Imagine that you're in an elevator. Sketch separate free-body diagrams for you, the elevator by itself, and the combined system of you plus the elevator for these three situations:

1. the elevator has no acceleration (standing still or moving with constant velocity)
2. the elevator has an upward acceleration (accelerating upward, or decelerating while on the way down)
3. the elevator has a downward acceleration (accelerating down, or decelerating while on the way up)

In this situation there are no new forces acting when there is an acceleration - one or more of the forces simply change size to produce the acceleration.

Your free-body diagram has two forces, the force of gravity and the upward normal force from the elevator.

The elevator's free-body diagram has three forces, the force of gravity, a downward normal force from you, and an upward force from the tension in the cable holding the elevator.

The combined system of you + elevator has two forces, a combined force of gravity and the tension in the cable.
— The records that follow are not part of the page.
use serde::{Deserialize, Serialize};

/// Instruction handed to the agent at the start of every autonomous cycle.
pub const DEFAULT_DIRECTIVE: &str = "\
Be creative and do something interesting on the Solana blockchain. \
Don't wait for further input. Pick one action and execute it now, \
choosing whatever best shows off who you are and what you can do.";

#[derive(Debug, Clone, Serialize, Deserialize, Default)]
#[serde(rename_all = "camelCase", default)]
pub struct Config {
    pub agent: AgentConfig,
    pub wallet: WalletConfig,
    pub bridge: BridgeConfig,
    pub art: ArtConfig,
    pub autonomy: AutonomyConfig,
    pub providers: ProvidersConfig,
}

#[derive(Debug, Clone, Serialize, Deserialize)]
#[serde(rename_all = "camelCase", default)]
pub struct AgentConfig {
    /// Display name used as the sender of assistant messages.
    pub name: String,
    pub provider: String,
    pub model: String,
    pub temperature: f64,
    pub max_tokens: u64,
    /// Upper bound on model <> tool round trips within one cycle.
    pub max_tool_iterations: usize,
}

impl Default for AgentConfig {
    fn default() -> Self {
        Self {
            name: "Manlet".into(),
            provider: "openai".into(),
            model: "gpt-4o".into(),
            temperature: 0.7,
            max_tokens: 4096,
            max_tool_iterations: 10,
        }
    }
}

#[derive(Debug, Clone, Serialize, Deserialize, Default)]
#[serde(rename_all = "camelCase", default)]
pub struct WalletConfig {
    /// Public address of the agent's wallet. Falls back to WALLET_ADDRESS.
    pub address: String,
}

#[derive(Debug, Clone, Serialize, Deserialize)]
#[serde(rename_all = "camelCase", default)]
pub struct BridgeConfig {
    /// Interpreter that runs the generated action fragments.
    pub program: String,
    /// Arguments placed before the fragment path (e.g. `["tsx"]` for `npx tsx`).
    pub program_args: Vec<String>,
    /// Module exporting the actions, relative paths resolve against the cwd.
    pub actions_module: String,
    /// Where fragments are written. Defaults to `<tmp>/manlet`.
    pub scratch_dir: Option<String>,
    /// Per-call timeout in seconds, 0 disables it.
    pub timeout_secs: u64,
}

impl Default for BridgeConfig {
    fn default() -> Self {
        Self {
            program: "node".into(),
            program_args: Vec::new(),
            actions_module: "./actions.mjs".into(),
            scratch_dir: None,
            timeout_secs: 0,
        }
    }
}

#[derive(Debug, Clone, Serialize, Deserialize)]
#[serde(rename_all = "camelCase", default)]
pub struct ArtConfig {
    /// Falls back to OPENAI_API_KEY.
    pub api_key: Option<String>,
    pub api_base: String,
    pub model: String,
    pub size: String,
    pub quality: String,
}

impl Default for ArtConfig {
    fn default() -> Self {
        Self {
            api_key: None,
            api_base: "https://api.openai.com/v1".into(),
            model: "dall-e-3".into(),
            size: "1024x1024".into(),
            quality: "standard".into(),
        }
    }
}

#[derive(Debug, Clone, Serialize, Deserialize)]
#[serde(rename_all = "camelCase", default)]
pub struct AutonomyConfig {
    pub directive: String,
    pub interval_secs: u64,
    /// Consecutive failed cycles tolerated before the loop gives up.
    pub max_consecutive_failures: u32,
    /// Base delay after a failed cycle, doubled per consecutive failure.
    pub backoff_secs: u64,
    /// Number of trailing history messages sent to the model, 0 sends all.
    pub history_window: usize,
}

impl Default for AutonomyConfig {
    fn default() -> Self {
        Self {
            directive: DEFAULT_DIRECTIVE.into(),
            interval_secs: 10,
            max_consecutive_failures: 5,
            backoff_secs: 5,
            history_window: 0,
        }
    }
}

#[derive(Debug, Clone, Serialize, Deserialize, Default)]
#[serde(rename_all = "camelCase", default)]
pub struct ProvidersConfig {
    pub openai: Option<ProviderConfig>,
    pub anthropic: Option<ProviderConfig>,
    pub ollama: Option<ProviderConfig>,
    pub openrouter: Option<ProviderConfig>,
}

#[derive(Debug, Clone, Serialize, Deserialize, Default)]
#[serde(rename_all = "camelCase", default)]
pub struct ProviderConfig {
    pub api_key: Option<String>,
    pub api_base: Option<String>,
}

#[cfg(test)]
mod tests {
    use super::*;

    #[test]
    fn empty_object_yields_defaults() {
        let cfg: Config = serde_json::from_value(serde_json::json!({})).unwrap();
        assert_eq!(cfg.agent.name, "Manlet");
        assert_eq!(cfg.bridge.program, "node");
        assert_eq!(cfg.autonomy.interval_secs, 10);
        assert_eq!(cfg.autonomy.directive, DEFAULT_DIRECTIVE);
        assert_eq!(cfg.art.model, "dall-e-3");
    }

    #[test]
    fn camel_case_fields_parsed() {
        let cfg: Config = serde_json::from_value(serde_json::json!({
            "bridge": {
                "program": "npx",
                "programArgs": ["tsx"],
                "actionsModule": "./actions.ts",
                "timeoutSecs": 90
            },
            "autonomy": {
                "intervalSecs": 30,
                "maxConsecutiveFailures": 2,
                "historyWindow": 40
            }
        }))
        .unwrap();
        assert_eq!(cfg.bridge.program_args, vec!["tsx".to_string()]);
        assert_eq!(cfg.bridge.actions_module, "./actions.ts");
        assert_eq!(cfg.bridge.timeout_secs, 90);
        assert_eq!(cfg.autonomy.interval_secs, 30);
        assert_eq!(cfg.autonomy.max_consecutive_failures, 2);
        assert_eq!(cfg.autonomy.history_window, 40);
        // untouched fields keep their defaults
        assert_eq!(cfg.autonomy.backoff_secs, 5);
    }

    #[test]
    fn provider_sections_optional() {
        let cfg: Config = serde_json::from_value(serde_json::json!({
            "providers": { "anthropic": { "apiKey": "sk-test" } }
        }))
        .unwrap();
        assert!(cfg.providers.openai.is_none());
        assert_eq!(
            cfg.providers
                .anthropic
                .as_ref()
                .and_then(|p| p.api_key.as_deref()),
            Some("sk-test")
        );
    }
}
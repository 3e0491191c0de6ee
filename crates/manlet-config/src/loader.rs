use std::path::{Path, PathBuf};

use anyhow::{Context, Result};

use crate::Config;

/// Resolve a configured path, expanding a leading `~` to the home directory.
pub fn resolve_path(path: &str) -> PathBuf {
    if path.starts_with("~/") || path == "~" {
        if let Some(home) = dirs::home_dir() {
            return home.join(path.strip_prefix("~/").unwrap_or(""));
        }
    }
    PathBuf::from(path)
}

/// Find the config file: `./config.json`, then `~/.manlet/config.json`.
pub fn find_config_path() -> PathBuf {
    let local = Path::new("config.json");
    if local.exists() {
        return local.to_path_buf();
    }

    dirs::home_dir()
        .map(|h| h.join(".manlet").join("config.json"))
        .unwrap_or_else(|| PathBuf::from("config.json"))
}

/// Load configuration from a JSON file. A missing file yields defaults.
pub fn load_config(path: &Path) -> Result<Config> {
    if !path.exists() {
        return Ok(Config::default());
    }
    let contents = std::fs::read_to_string(path)
        .with_context(|| format!("failed to read config '{}'", path.display()))?;
    serde_json::from_str(&contents)
        .with_context(|| format!("failed to parse config '{}'", path.display()))
}

/// Save configuration to a JSON file, creating parent directories.
pub fn save_config(path: &Path, config: &Config) -> Result<()> {
    let contents = serde_json::to_string_pretty(config)?;
    if let Some(parent) = path.parent().filter(|p| !p.as_os_str().is_empty()) {
        std::fs::create_dir_all(parent).with_context(|| {
            format!("failed to create config directory '{}'", parent.display())
        })?;
    }
    std::fs::write(path, contents)
        .with_context(|| format!("failed to write config '{}'", path.display()))?;
    Ok(())
}

#[cfg(test)]
mod tests {
    use super::*;

    #[test]
    fn missing_file_gives_defaults() {
        let dir = tempfile::tempdir().unwrap();
        let cfg = load_config(&dir.path().join("nope.json")).unwrap();
        assert_eq!(cfg.bridge.actions_module, "./actions.mjs");
    }

    #[test]
    fn save_then_load_preserves_overrides() {
        let dir = tempfile::tempdir().unwrap();
        let path = dir.path().join("nested").join("config.json");
        let mut cfg = Config::default();
        cfg.wallet.address = "7xKXtg2CW87d97TXJSDpbD5jBkheTqA83TZRuJosgAsU".into();
        cfg.autonomy.interval_secs = 42;
        save_config(&path, &cfg).unwrap();

        let loaded = load_config(&path).unwrap();
        assert_eq!(loaded.wallet.address, cfg.wallet.address);
        assert_eq!(loaded.autonomy.interval_secs, 42);
    }

    #[test]
    fn malformed_file_reports_path() {
        let dir = tempfile::tempdir().unwrap();
        let path = dir.path().join("config.json");
        std::fs::write(&path, "{ not json").unwrap();
        let err = load_config(&path).unwrap_err();
        assert!(format!("{err}").contains("failed to parse config"));
    }

    #[test]
    fn resolve_path_leaves_relative_paths_alone() {
        assert_eq!(resolve_path("./actions.mjs"), PathBuf::from("./actions.mjs"));
        if let Some(home) = dirs::home_dir() {
            assert_eq!(resolve_path("~/x/a.mjs"), home.join("x/a.mjs"));
        }
    }
}
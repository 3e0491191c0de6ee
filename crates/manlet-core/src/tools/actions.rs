//! Exposes each facade operation to the model as a tool.

use std::str::FromStr;
use std::sync::Arc;

use anyhow::{anyhow, Result};
use async_trait::async_trait;
use rust_decimal::Decimal;
use serde_json::{json, Value};

use super::{Tool, ToolRegistry};
use crate::facade::ActionFacade;

#[derive(Debug, Clone, Copy, PartialEq, Eq)]
enum ActionKind {
    CreateToken,
    TransferAsset,
    GetBalance,
    RequestFaucet,
    GenerateArt,
    DeployNft,
    MintNft,
}

impl ActionKind {
    const ALL: [ActionKind; 7] = [
        ActionKind::CreateToken,
        ActionKind::TransferAsset,
        ActionKind::GetBalance,
        ActionKind::RequestFaucet,
        ActionKind::GenerateArt,
        ActionKind::DeployNft,
        ActionKind::MintNft,
    ];

    fn name(self) -> &'static str {
        match self {
            ActionKind::CreateToken => "create_token",
            ActionKind::TransferAsset => "transfer_asset",
            ActionKind::GetBalance => "get_balance",
            ActionKind::RequestFaucet => "request_sol_from_faucet",
            ActionKind::GenerateArt => "generate_art",
            ActionKind::DeployNft => "deploy_nft",
            ActionKind::MintNft => "mint_nft",
        }
    }

    fn description(self) -> &'static str {
        match self {
            ActionKind::CreateToken => {
                "Create a new SPL token with the given name and symbol and mint its \
                 initial supply to your wallet."
            }
            ActionKind::TransferAsset => {
                "Transfer an amount of a token (identified by its mint address) to a \
                 destination wallet address."
            }
            ActionKind::GetBalance => "Get the balance of a token account.",
            ActionKind::RequestFaucet => {
                "Request devnet SOL from the faucet. Use this whenever you need funds."
            }
            ActionKind::GenerateArt => {
                "Generate an image from a text prompt and return a link to it."
            }
            ActionKind::DeployNft => "Deploy a new NFT collection.",
            ActionKind::MintNft => "Mint an NFT from a collection to an owner address.",
        }
    }

    fn schema(self) -> Value {
        let (properties, required) = match self {
            ActionKind::CreateToken => (
                json!({
                    "name": {"type": "string", "minLength": 1, "description": "Token name"},
                    "symbol": {"type": "string", "minLength": 1, "description": "Ticker symbol"},
                    "initial_supply": {
                        "type": "integer",
                        "minimum": 0,
                        "description": "Supply to mint, in base units"
                    }
                }),
                json!(["name", "symbol", "initial_supply"]),
            ),
            ActionKind::TransferAsset => (
                json!({
                    "amount": {
                        "type": ["number", "string"],
                        "description": "Amount to send, as a decimal number"
                    },
                    "asset_id": {"type": "string", "description": "Token mint address"},
                    "destination_address": {"type": "string", "description": "Recipient wallet"}
                }),
                json!(["amount", "asset_id", "destination_address"]),
            ),
            ActionKind::GetBalance => (
                json!({
                    "asset_id": {"type": "string", "description": "Token account address"}
                }),
                json!(["asset_id"]),
            ),
            ActionKind::RequestFaucet => (json!({}), json!([])),
            ActionKind::GenerateArt => (
                json!({
                    "prompt": {"type": "string", "minLength": 1, "description": "What to draw"}
                }),
                json!(["prompt"]),
            ),
            ActionKind::DeployNft => (
                json!({
                    "name": {"type": "string", "minLength": 1},
                    "symbol": {"type": "string"},
                    "base_uri": {"type": "string", "description": "Metadata URI"}
                }),
                json!(["name", "symbol", "base_uri"]),
            ),
            ActionKind::MintNft => (
                json!({
                    "contract_address": {"type": "string", "description": "Collection address"},
                    "mint_to": {"type": "string", "description": "Owner of the new NFT"}
                }),
                json!(["contract_address", "mint_to"]),
            ),
        };
        json!({
            "type": "object",
            "properties": properties,
            "required": required,
        })
    }
}

/// A single facade operation in tool form.
struct FacadeTool {
    kind: ActionKind,
    facade: Arc<ActionFacade>,
}

#[async_trait]
impl Tool for FacadeTool {
    fn name(&self) -> &str {
        self.kind.name()
    }

    fn description(&self) -> &str {
        self.kind.description()
    }

    fn parameters_schema(&self) -> Value {
        self.kind.schema()
    }

    async fn execute(&self, params: Value) -> Result<String> {
        let facade = &self.facade;
        let text = match self.kind {
            ActionKind::CreateToken => {
                let supply = params["initial_supply"]
                    .as_u64()
                    .ok_or_else(|| anyhow!("initial_supply must be a non-negative integer"))?;
                facade
                    .create_token(str_param(&params, "name")?, str_param(&params, "symbol")?, supply)
                    .await
            }
            ActionKind::TransferAsset => {
                facade
                    .transfer_asset(
                        parse_amount(&params["amount"])?,
                        str_param(&params, "asset_id")?,
                        str_param(&params, "destination_address")?,
                    )
                    .await
            }
            ActionKind::GetBalance => facade.get_balance(str_param(&params, "asset_id")?).await,
            ActionKind::RequestFaucet => facade.request_faucet().await,
            ActionKind::GenerateArt => facade.generate_art(str_param(&params, "prompt")?).await,
            ActionKind::DeployNft => {
                facade
                    .deploy_nft(
                        str_param(&params, "name")?,
                        str_param(&params, "symbol")?,
                        str_param(&params, "base_uri")?,
                    )
                    .await
            }
            ActionKind::MintNft => {
                facade
                    .mint_nft(
                        str_param(&params, "contract_address")?,
                        str_param(&params, "mint_to")?,
                    )
                    .await
            }
        };
        Ok(text)
    }
}

fn str_param<'a>(params: &'a Value, key: &str) -> Result<&'a str> {
    params
        .get(key)
        .and_then(|v| v.as_str())
        .ok_or_else(|| anyhow!("missing required parameter: {key}"))
}

/// Parse an amount exactly from its JSON text, so `0.1` becomes the decimal
/// 0.1 rather than the float nearest to it.
fn parse_amount(value: &Value) -> Result<Decimal> {
    let text = match value {
        Value::Number(n) => n.to_string(),
        Value::String(s) => s.trim().to_string(),
        _ => return Err(anyhow!("amount must be a number")),
    };
    Decimal::from_str(&text)
        .or_else(|_| Decimal::from_scientific(&text))
        .map_err(|e| anyhow!("invalid amount '{text}': {e}"))
}

/// Build the catalog of every supported action.
pub fn action_catalog(facade: Arc<ActionFacade>) -> ToolRegistry {
    let mut registry = ToolRegistry::new();
    for kind in ActionKind::ALL {
        registry.register(Box::new(FacadeTool {
            kind,
            facade: facade.clone(),
        }));
    }
    registry
}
Consider the normal force acting on you from the elevator:

• N = mg if the elevator is at rest or moving at constant velocity
• N = mg + ma if the elevator has an upward acceleration
• N = mg - ma if the elevator has a downward acceleration

The normal force is equal to your apparent weight. So, you actually feel a little heavier than usual when the elevator accelerates upward, and lighter than usual when the acceleration is down. In more extreme situations this is much more obvious. On a roller coaster, for instance, you feel very light at the top of loops, but heavier than usual at the bottom. The normal force applied by the seat on you is less than mg at the top and larger than mg at the bottom.